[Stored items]
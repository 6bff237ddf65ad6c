//! Derivation of timed playback events from a composition

use serde::{Deserialize, Serialize};

use super::model::Composition;
use super::note::Note;

/// One note to sound during playback.
#[derive(Debug, Clone, PartialEq, Serialize, Deserialize)]
pub struct PlaybackEvent {
    pub note_id: String,
    /// Name accepted by the audio engine's pitch lookup.
    pub pitch_name: String,
    pub octave: i32,
    /// Offset from the start of playback.
    pub start_ms: f64,
    /// Audible length after gating.
    pub duration_ms: f64,
}

impl PlaybackEvent {
    fn from_note(note: &Note, start_ms: f64, duration_ms: f64) -> Self {
        Self {
            note_id: note.id.clone(),
            pitch_name: note.pitch_name(),
            octave: note.sounding_octave(),
            start_ms,
            duration_ms,
        }
    }
}

impl Composition {
    /// Length of one beat at the current tempo.
    pub fn beat_ms(&self) -> f64 {
        60_000.0 / f64::from(self.tempo().max(1))
    }

    /// Timed note events. Rests produce no event but advance time.
    pub fn playback_sequence(&self) -> Vec<PlaybackEvent> {
        let beat_ms = self.beat_ms();
        let gate = self.config().gate_fraction;
        let mut cursor_beats = 0.0;
        let mut events = Vec::new();

        for entry in self.entries() {
            let beats = entry.duration().beats();
            if let Some(note) = entry.as_note() {
                events.push(PlaybackEvent::from_note(
                    note,
                    cursor_beats * beat_ms,
                    gate * beats * beat_ms,
                ));
            }
            cursor_beats += beats;
        }
        events
    }

    /// Time from the first entry's start to the last entry's end.
    pub fn total_duration_ms(&self) -> f64 {
        let beats: f64 = self.entries().iter().map(|e| e.duration().beats()).sum();
        beats * self.beat_ms()
    }
}

#[cfg(test)]
mod tests {
    use crate::composition::{Composition, NoteDuration};
    use crate::hand::Sign;
    use approx::assert_relative_eq;

    #[test]
    fn test_sequence_timing() {
        let mut composition = Composition::default();
        composition.add_note(Sign::Do, 4, None);
        composition.set_note_duration(NoteDuration::Half);
        composition.add_note(Sign::Re, 4, None);
        composition.add_rest(NoteDuration::Quarter);
        composition.set_note_duration(NoteDuration::Eighth);
        composition.add_note(Sign::Mi, 4, None);

        let events = composition.playback_sequence();
        assert_eq!(events.len(), 3);

        // 120 BPM: 500 ms per beat
        assert_relative_eq!(events[0].start_ms, 0.0);
        assert_relative_eq!(events[0].duration_ms, 400.0);
        assert_relative_eq!(events[1].start_ms, 500.0);
        assert_relative_eq!(events[1].duration_ms, 800.0);
        // the rest advances time by one beat
        assert_relative_eq!(events[2].start_ms, 2000.0);
        assert_relative_eq!(events[2].duration_ms, 200.0);
        assert_relative_eq!(composition.total_duration_ms(), 2250.0);
    }

    #[test]
    fn test_tempo_scales_timing() {
        let mut composition = Composition::default();
        composition.set_tempo(60);
        composition.add_note(Sign::Sol, 4, None);
        composition.add_note(Sign::La, 4, None);
        let events = composition.playback_sequence();
        assert_relative_eq!(events[1].start_ms, 1000.0);
        assert_relative_eq!(events[1].duration_ms, 800.0);
    }

    #[test]
    fn test_empty_composition_has_no_events() {
        assert!(Composition::default().playback_sequence().is_empty());
    }
}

» PROBLEM DETAILS:
Find every line above where the word "String" occurs, and copy that line.

» WRITTEN ANSWER:
    pub note_id: String,
    pub pitch_name: String,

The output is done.